Summation and analysis of the data of Crotty and her associates presented in their Table 1 of children of an age comparable to those in our series, namely, 10 years of age or younger, of which there were eight, revealed four children with long-term follow-up who died of metastasis melanoma.⁴⁸ Their case 5 was a 6-year-old girl with a melanoma 2.6 mm in thickness which metastasized to a regional lymph node and became apparent there 39 months after diagnosis of the primary neoplasm. She died of liver metastases 158 months after diagnosis of the primary melanoma had first been made; an 8-year-old girl with a melanoma that was 5.5 mm in thickness (case 8) was found to have metastasized to a regional lymph node eight months after diagnosis of the primary neoplasm had been made and two months later caused her death; a 5-year-old girl, their case 11, with a melanoma 1.6 mm in thickness and that metastasized to the ovaries and omentum, resulting in her death 146 months following diagnosis of the primary neoplasm; and an 8-year-old boy in whom the thickness of the melanoma was not given but who died 14 months after diagnosis of the primary neoplasm. In October 2000, Dr. Crotty visited our Academy in New York City, and we had the opportunity to review with her sections of tissue from the melanomas in five of the children reported on by her. The melanomas she showed us came from children who were 4, 10, 10, 12, and 12 years of age. The histopathologic findings in the melanomas in those children were distinctly different from those that comprise our series; those melanomas were thinner and resembled more closely melanomas that develop in postpubescents, for one prime example, being horizontal rather than vertical in orientation to the skin surface. The melanoma in the 12-year-old was entirely in situ.
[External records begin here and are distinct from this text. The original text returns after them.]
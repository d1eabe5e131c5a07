//! Character selection domain.

pub mod commands;
pub mod roster;
pub mod selection;
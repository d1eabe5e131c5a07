//! Query handlers for the intro scene.

use cutscene_core::content::ContentSource;
use cutscene_core::playback::{TimedEvent, timeline};
use serde::Serialize;

use crate::domain::director::{IntroConfig, IntroDirector};

/// Read-only view of the intro schedule.
#[derive(Debug, Serialize)]
pub struct IntroTimelineView {
    /// Number of story passages.
    pub passage_count: usize,
    /// Characters revealed across all passages.
    pub total_chars: usize,
    /// Offset of the final event.
    pub duration_ms: u64,
    /// Every event with its offset from the start.
    pub events: Vec<TimedEvent>,
}

/// Computes the full intro schedule without waiting for it.
#[must_use]
pub fn get_intro_timeline(content: &dyn ContentSource, config: IntroConfig) -> IntroTimelineView {
    let passages = content.intro_story();
    let passage_count = passages.len();
    let total_chars = passages.iter().map(|p| p.char_count()).sum();

    let mut director = IntroDirector::new(config);
    let first = director.start(passages);
    let events = timeline(&mut director, first);
    let duration_ms = events.last().map_or(0, |e| e.at_ms);

    IntroTimelineView {
        passage_count,
        total_chars,
        duration_ms,
        events,
    }
}
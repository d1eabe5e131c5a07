//! The script shipped with the engine.

use std::time::Duration;

use cutscene_core::content::ContentSource;
use cutscene_core::script::{Actor, DialogueLine, StoryPassage};

const PASSAGE_DELAY: Duration = Duration::from_millis(1500);

const INTRO: [&str; 6] = [
    "📜 오래 전, 데이터 왕국은 평화로웠다...",
    "하지만, 갑자기 데이터 흐름이 끊기고 왕국은 혼돈에 빠졌다!",
    "데이터를 정화하고 원래 상태로 되돌릴 유일한 방법은...",
    "'Combine 마법'을 깨우는 것뿐!",
    "🔥 당신은 이제 초급 모험가로서 첫걸음을 내딛는다!",
    "Publisher와 Subscriber의 힘을 배워 데이터를 복구해야 한다!",
];

const WIZARD: [&str; 3] = [
    "이곳에 데이터의 흐름이 어지럽혀지고 있어...",
    "데이터가 흘러야 하는데... 네가 이를 막고 있군!",
    "Combine 마법으로 네 정체를 밝혀주마!",
];

const MONSTER: [&str; 2] = [
    "하하하! 나는 '끊어진 스트림'! 데이터를 막는 자다!",
    "Publisher가 데이터를 보내도, 난 절대 Subscriber에게 넘기지 않지!",
];

/// Built-in intro story and encounter dialogue.
#[derive(Debug, Clone, Copy, Default)]
pub struct BuiltinContent;

impl ContentSource for BuiltinContent {
    fn intro_story(&self) -> Vec<StoryPassage> {
        INTRO
            .iter()
            .map(|text| StoryPassage::new(*text, PASSAGE_DELAY))
            .collect()
    }

    fn dialogue(&self, actor: Actor) -> Vec<DialogueLine> {
        let lines: &[&str] = match actor {
            Actor::Wizard => &WIZARD,
            Actor::Monster => &MONSTER,
        };
        DialogueLine::for_actor(actor, lines.iter().copied())
    }
}
//! Command abstractions.

use uuid::Uuid;

/// Trait implemented by every request handled by an application layer.
pub trait Command: Send + Sync + std::fmt::Debug {
    /// Dotted command name used in log records, e.g. `character.select`.
    fn command_type(&self) -> &'static str;

    /// Correlation ID tying the command to the logs and playback run it starts.
    fn correlation_id(&self) -> Uuid;
}
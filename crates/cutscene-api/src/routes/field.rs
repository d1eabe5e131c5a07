//! Routes for the field scene.

use axum::extract::State;
use axum::routing::get;
use axum::{Json, Router};
use cutscene_field::application::query_handlers::{self, EncounterTimelineView};

use crate::state::AppState;

/// GET /timeline
async fn get_timeline(State(state): State<AppState>) -> Json<EncounterTimelineView> {
    Json(query_handlers::get_encounter_timeline(
        state.content.source.as_ref(),
        state.pacing.encounter_config(),
    ))
}

/// Returns the router for the field scene.
pub fn router() -> Router<AppState> {
    Router::new().route("/timeline", get(get_timeline))
}
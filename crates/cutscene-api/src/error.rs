//! Cutscene engine — API error types.

use axum::Json;
use axum::http::StatusCode;
use axum::response::{IntoResponse, Response};
use cutscene_core::error::DomainError;
use serde::Serialize;
use thiserror::Error;

/// Startup and runtime errors for the API server and the terminal player.
#[derive(Debug, Error)]
pub enum AppError {
    /// An environment variable is invalid.
    #[error("configuration error: {0}")]
    Config(String),

    /// The configured script could not be loaded.
    #[error("startup error: {0}")]
    Startup(#[from] DomainError),

    /// Network binding or I/O error.
    #[error("server error: {0}")]
    Server(#[from] std::io::Error),
}

/// JSON body returned for error responses.
#[derive(Debug, Serialize)]
pub struct ErrorBody {
    /// Machine-readable error code.
    pub error: &'static str,
    /// Human-readable error message.
    pub message: String,
}

/// HTTP-layer wrapper around `DomainError` that implements `IntoResponse`.
#[derive(Debug)]
pub struct ApiError(pub DomainError);

impl From<DomainError> for ApiError {
    fn from(err: DomainError) -> Self {
        Self(err)
    }
}

impl IntoResponse for ApiError {
    fn into_response(self) -> Response {
        let (status, error_code) = match &self.0 {
            DomainError::Validation(_) => (StatusCode::BAD_REQUEST, "validation_error"),
            DomainError::Storage(_) | DomainError::Content(_) | DomainError::PresentationClosed => {
                (StatusCode::INTERNAL_SERVER_ERROR, "internal_error")
            }
        };

        let body = ErrorBody {
            error: error_code,
            message: self.0.to_string(),
        };

        (status, Json(body)).into_response()
    }
}
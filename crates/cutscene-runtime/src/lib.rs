//! Cutscene Runtime — real-time scheduler for sequencers.
//!
//! Every run is a single tokio task stepping one sequencer, so events of a
//! run are delivered strictly in schedule order. Runs are guarded by an
//! epoch counter: bumping the epoch (cancel, or a newer run on the same
//! [`Stage`]) stops delivery before the next event.

mod driver;
mod epoch;
mod sink;

pub use driver::{PlaybackHandle, PlaybackOutcome, Stage, drive, spawn_playback};
pub use sink::{ChannelSink, channel};
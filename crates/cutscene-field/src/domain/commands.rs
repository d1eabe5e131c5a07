//! Commands for the field scene.

use cutscene_core::command::Command;
use uuid::Uuid;

/// Command to play the wizard/monster encounter.
#[derive(Debug, Clone)]
pub struct PlayEncounter {
    /// The correlation ID for tracing.
    pub correlation_id: Uuid,
}

impl Command for PlayEncounter {
    fn command_type(&self) -> &'static str {
        "field.play_encounter"
    }

    fn correlation_id(&self) -> Uuid {
        self.correlation_id
    }
}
In the series of Crotty, the two children with "spitzoid melanomas" (their cases 5 and 6) died of the effects of metastases 11 years and one year, respectively, following diagnosis of the primary neoplasm. Case 5 was a 9-year-old girl and case 6 was a 13-year-old girl. Both "spitzoid melanomas" had been misinterpreted histopathologically as Spitz's nevi. The findings were pictured only at high magnification.

In sum and in short, all of the melanomas in the 11 prepubescent children in our series were thick and all metastasized. The speed at which some of them grew may be inferred from the thickness of them at the time of biopsy, for example, by one year of age a melanoma already had entered the subcutaneous fat. That being the case, and knowing that for practical purposes all de novo melanomas begin in situ, it is reasonable to think that, as a rule, melanomas in prepubescent children grow with celerity. Very exceptionally a melanoma in a prepubescent child may be biopsied when it is flat (in situ) or very slightly elevated (thin), and that was true of some youngsters in the series of Crotty et al. Because melanomas in prepubescent children usually have morphologic features that differ from those of melanomas in postpubescents, clinicians and histopathologists must be exquisitely alert to those differences. The challenge for clinicians is to identify a melanoma in a young child at a stage when it is still curable and the challenge for histopathologists is to avoid misdiagnosis of such a melanoma as Spitz's nevus or cellular blue nevus.